● **What you have to do**:
The listing below is to be reproduced in full, character for character.

● **Entries shown**:
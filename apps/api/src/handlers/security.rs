use std::str::FromStr;

use axum::Json;
use axum::extract::{Extension, Query, State};
use axum::http::StatusCode;
use serde::Deserialize;
use veritrail_core::{UserIdentity, UserRole};
use veritrail_domain::Permission;

use crate::dto::{
    AuditLogEntryResponse, RemoveRolePermissionRequest, RolePermissionResponse,
    SaveRolePermissionRequest,
};
use crate::error::ApiResult;
use crate::state::AppState;

/// Query parameters accepted by the audit log listing.
#[derive(Debug, Deserialize)]
pub struct AuditLogQuery {
    /// Maximum rows returned.
    pub limit: Option<usize>,
    /// Rows skipped for offset pagination.
    pub offset: Option<usize>,
    /// Optional action filter.
    pub action: Option<String>,
    /// Optional subject filter.
    pub subject: Option<String>,
}

/// Lists the effective role-permission matrix.
pub async fn list_role_permissions_handler(
    State(state): State<AppState>,
    Extension(user): Extension<UserIdentity>,
) -> ApiResult<Json<Vec<RolePermissionResponse>>> {
    let rows = state
        .security_admin_service
        .list_role_permissions(&user)
        .await?
        .into_iter()
        .map(RolePermissionResponse::try_from)
        .collect::<Result<Vec<_>, _>>()?;

    Ok(Json(rows))
}

/// Saves a tenant role-permission override.
pub async fn save_role_permission_handler(
    State(state): State<AppState>,
    Extension(user): Extension<UserIdentity>,
    Json(request): Json<SaveRolePermissionRequest>,
) -> ApiResult<Json<RolePermissionResponse>> {
    let row = state
        .security_admin_service
        .save_role_permission(&user, request.into_input()?)
        .await?;

    Ok(Json(RolePermissionResponse::try_from(row)?))
}

/// Removes a tenant role-permission override.
pub async fn remove_role_permission_handler(
    State(state): State<AppState>,
    Extension(user): Extension<UserIdentity>,
    Json(request): Json<RemoveRolePermissionRequest>,
) -> ApiResult<StatusCode> {
    let role = UserRole::from_str(request.role.as_str())?;
    let permission = Permission::from_str(request.permission.as_str())?;

    state
        .security_admin_service
        .remove_role_permission(&user, role, permission)
        .await?;

    Ok(StatusCode::NO_CONTENT)
}

/// Lists recent audit log entries.
pub async fn list_audit_log_handler(
    State(state): State<AppState>,
    Extension(user): Extension<UserIdentity>,
    Query(query): Query<AuditLogQuery>,
) -> ApiResult<Json<Vec<AuditLogEntryResponse>>> {
    let entries = state
        .security_admin_service
        .list_audit_log(
            &user,
            veritrail_application::AuditLogQuery {
                limit: query.limit.unwrap_or(50),
                offset: query.offset.unwrap_or(0),
                action: query.action,
                subject: query.subject,
            },
        )
        .await?
        .into_iter()
        .map(AuditLogEntryResponse::from)
        .collect();

    Ok(Json(entries))
}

● **Expected answer**:
filename apps/api/src/handlers/security.rs
use std::str::FromStr;

use axum::Json;
use axum::extract::{Extension, Query, State};
use axum::http::StatusCode;
use serde::Deserialize;
use veritrail_core::{UserIdentity, UserRole};
use veritrail_domain::Permission;

use crate::dto::{
    AuditLogEntryResponse, RemoveRolePermissionRequest, RolePermissionResponse,
    SaveRolePermissionRequest,
};
use crate::error::ApiResult;
use crate::state::AppState;

/// Query parameters accepted by the audit log listing.
#[derive(Debug, Deserialize)]
pub struct AuditLogQuery {
    /// Maximum rows returned.
    pub limit: Option<usize>,
    /// Rows skipped for offset pagination.
    pub offset: Option<usize>,
    /// Optional action filter.
    pub action: Option<String>,
    /// Optional subject filter.
    pub subject: Option<String>,
}

/// Lists the effective role-permission matrix.
pub async fn list_role_permissions_handler(
    State(state): State<AppState>,
    Extension(user): Extension<UserIdentity>,
) -> ApiResult<Json<Vec<RolePermissionResponse>>> {
    let rows = state
        .security_admin_service
        .list_role_permissions(&user)
        .await?
        .into_iter()
        .map(RolePermissionResponse::try_from)
        .collect::<Result<Vec<_>, _>>()?;

    Ok(Json(rows))
}

/// Saves a tenant role-permission override.
pub async fn save_role_permission_handler(
    State(state): State<AppState>,
    Extension(user): Extension<UserIdentity>,
    Json(request): Json<SaveRolePermissionRequest>,
) -> ApiResult<Json<RolePermissionResponse>> {
    let row = state
        .security_admin_service
        .save_role_permission(&user, request.into_input()?)
        .await?;

    Ok(Json(RolePermissionResponse::try_from(row)?))
}

/// Removes a tenant role-permission override.
pub async fn remove_role_permission_handler(
    State(state): State<AppState>,
    Extension(user): Extension<UserIdentity>,
    Json(request): Json<RemoveRolePermissionRequest>,
) -> ApiResult<StatusCode> {
    let role = UserRole::from_str(request.role.as_str())?;
    let permission = Permission::from_str(request.permission.as_str())?;

    state
        .security_admin_service
        .remove_role_permission(&user, role, permission)
        .await?;

    Ok(StatusCode::NO_CONTENT)
}

/// Lists recent audit log entries.
pub async fn list_audit_log_handler(
    State(state): State<AppState>,
    Extension(user): Extension<UserIdentity>,
    Query(query): Query<AuditLogQuery>,
) -> ApiResult<Json<Vec<AuditLogEntryResponse>>> {
    let entries = state
        .security_admin_service
        .list_audit_log(
            &user,
            veritrail_application::AuditLogQuery {
                limit: query.limit.unwrap_or(50),
                offset: query.offset.unwrap_or(0),
                action: query.action,
                subject: query.subject,
            },
        )
        .await?
        .into_iter()
        .map(AuditLogEntryResponse::from)
        .collect();

    Ok(Json(entries))
}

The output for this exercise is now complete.